• [What is required]:
Below are some records; write them all out again exactly.

• [Data provided]:
use super::*;

/// Tests creating a valid player.
///
/// Verifies that the endpoint returns the stored player with a generated id, computed
/// level fields and `banned` defaulted to false.
///
/// Expected: 200 OK with PlayerDto
#[tokio::test]
async fn creates_player() {
    let state = state().await;

    let response = create_player(State(state), Ok(Json(valid_create_dto())))
        .await
        .into_response();

    assert_eq!(response.status(), StatusCode::OK);
    let player: PlayerDto = json_body(response).await;
    assert!(player.id > 0);
    assert_eq!(player.name, "Boromir");
    assert_eq!(player.title, "Captain of Gondor");
    assert_eq!(player.race, Race::Human);
    assert_eq!(player.profession, Profession::Warrior);
    assert_eq!(player.experience, 2_500);
    assert_eq!(player.level, 6);
    assert_eq!(player.until_next_level, 300);
    assert_eq!(player.birthday, BIRTHDAY_2010);
    assert!(!player.banned);
}

/// Tests the name length boundary.
///
/// Verifies that a 12 character name is accepted and a 13 character name is rejected
/// without storing anything.
///
/// Expected: 200 OK for 12 characters, 400 Bad Request for 13
#[tokio::test]
async fn enforces_name_length_boundary() {
    let state = state().await;

    let mut dto = valid_create_dto();
    dto.name = Some("abcdefghijkl".to_string());
    let response = create_player(State(state.clone()), Ok(Json(dto)))
        .await
        .into_response();
    assert_eq!(response.status(), StatusCode::OK);

    let mut dto = valid_create_dto();
    dto.name = Some("abcdefghijklm".to_string());
    let response = create_player(State(state.clone()), Ok(Json(dto)))
        .await
        .into_response();
    assert_eq!(response.status(), StatusCode::BAD_REQUEST);

    let count = get_players_count(State(state), Ok(Query(PlayerFilterParams::default())))
        .await
        .into_response();
    let count: u64 = json_body(count).await;
    assert_eq!(count, 1);
}

/// Tests rejecting a request with a missing required field.
///
/// Expected: 400 Bad Request with an error message
#[tokio::test]
async fn rejects_missing_required_field() {
    let state = state().await;

    let mut dto = valid_create_dto();
    dto.profession = None;
    let response = create_player(State(state), Ok(Json(dto)))
        .await
        .into_response();

    assert_eq!(response.status(), StatusCode::BAD_REQUEST);
    let error: ErrorDto = json_body(response).await;
    assert!(error.message.contains("profession"));
}

/// Tests rejecting out-of-range experience and birthday values.
///
/// Expected: 400 Bad Request for each
#[tokio::test]
async fn rejects_out_of_range_values() {
    let state = state().await;

    let mut too_experienced = valid_create_dto();
    too_experienced.experience = Some(10_000_001);

    let mut before_epoch = valid_create_dto();
    before_epoch.birthday = Some(-1);

    let mut born_1999 = valid_create_dto();
    born_1999.birthday = Some(946_684_799_999);

    let mut long_title = valid_create_dto();
    long_title.title = Some("t".repeat(31));

    for dto in [too_experienced, before_epoch, born_1999, long_title] {
        let response = create_player(State(state.clone()), Ok(Json(dto)))
            .await
            .into_response();
        assert_eq!(response.status(), StatusCode::BAD_REQUEST);
    }
}

/// Tests that an explicit banned flag is kept.
///
/// Expected: 200 OK with banned true
#[tokio::test]
async fn keeps_explicit_banned_flag() {
    let state = state().await;

    let mut dto = valid_create_dto();
    dto.banned = Some(true);
    let response = create_player(State(state), Ok(Json(dto)))
        .await
        .into_response();

    assert_eq!(response.status(), StatusCode::OK);
    let player: PlayerDto = json_body(response).await;
    assert!(player.banned);
}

• [Result for this task]:
use super::*;

/// Tests creating a valid player.
///
/// Verifies that the endpoint returns the stored player with a generated id, computed
/// level fields and `banned` defaulted to false.
///
/// Expected: 200 OK with PlayerDto
#[tokio::test]
async fn creates_player() {
    let state = state().await;

    let response = create_player(State(state), Ok(Json(valid_create_dto())))
        .await
        .into_response();

    assert_eq!(response.status(), StatusCode::OK);
    let player: PlayerDto = json_body(response).await;
    assert!(player.id > 0);
    assert_eq!(player.name, "Boromir");
    assert_eq!(player.title, "Captain of Gondor");
    assert_eq!(player.race, Race::Human);
    assert_eq!(player.profession, Profession::Warrior);
    assert_eq!(player.experience, 2_500);
    assert_eq!(player.level, 6);
    assert_eq!(player.until_next_level, 300);
    assert_eq!(player.birthday, BIRTHDAY_2010);
    assert!(!player.banned);
}

/// Tests the name length boundary.
///
/// Verifies that a 12 character name is accepted and a 13 character name is rejected
/// without storing anything.
///
/// Expected: 200 OK for 12 characters, 400 Bad Request for 13
#[tokio::test]
async fn enforces_name_length_boundary() {
    let state = state().await;

    let mut dto = valid_create_dto();
    dto.name = Some("abcdefghijkl".to_string());
    let response = create_player(State(state.clone()), Ok(Json(dto)))
        .await
        .into_response();
    assert_eq!(response.status(), StatusCode::OK);

    let mut dto = valid_create_dto();
    dto.name = Some("abcdefghijklm".to_string());
    let response = create_player(State(state.clone()), Ok(Json(dto)))
        .await
        .into_response();
    assert_eq!(response.status(), StatusCode::BAD_REQUEST);

    let count = get_players_count(State(state), Ok(Query(PlayerFilterParams::default())))
        .await
        .into_response();
    let count: u64 = json_body(count).await;
    assert_eq!(count, 1);
}

/// Tests rejecting a request with a missing required field.
///
/// Expected: 400 Bad Request with an error message
#[tokio::test]
async fn rejects_missing_required_field() {
    let state = state().await;

    let mut dto = valid_create_dto();
    dto.profession = None;
    let response = create_player(State(state), Ok(Json(dto)))
        .await
        .into_response();

    assert_eq!(response.status(), StatusCode::BAD_REQUEST);
    let error: ErrorDto = json_body(response).await;
    assert!(error.message.contains("profession"));
}

/// Tests rejecting out-of-range experience and birthday values.
///
/// Expected: 400 Bad Request for each
#[tokio::test]
async fn rejects_out_of_range_values() {
    let state = state().await;

    let mut too_experienced = valid_create_dto();
    too_experienced.experience = Some(10_000_001);

    let mut before_epoch = valid_create_dto();
    before_epoch.birthday = Some(-1);

    let mut born_1999 = valid_create_dto();
    born_1999.birthday = Some(946_684_799_999);

    let mut long_title = valid_create_dto();
    long_title.title = Some("t".repeat(31));

    for dto in [too_experienced, before_epoch, born_1999, long_title] {
        let response = create_player(State(state.clone()), Ok(Json(dto)))
            .await
            .into_response();
        assert_eq!(response.status(), StatusCode::BAD_REQUEST);
    }
}

/// Tests that an explicit banned flag is kept.
///
/// Expected: 200 OK with banned true
#[tokio::test]
async fn keeps_explicit_banned_flag() {
    let state = state().await;

    let mut dto = valid_create_dto();
    dto.banned = Some(true);
    let response = create_player(State(state), Ok(Json(dto)))
        .await
        .into_response();

    assert_eq!(response.status(), StatusCode::OK);
    let player: PlayerDto = json_body(response).await;
    assert!(player.banned);
}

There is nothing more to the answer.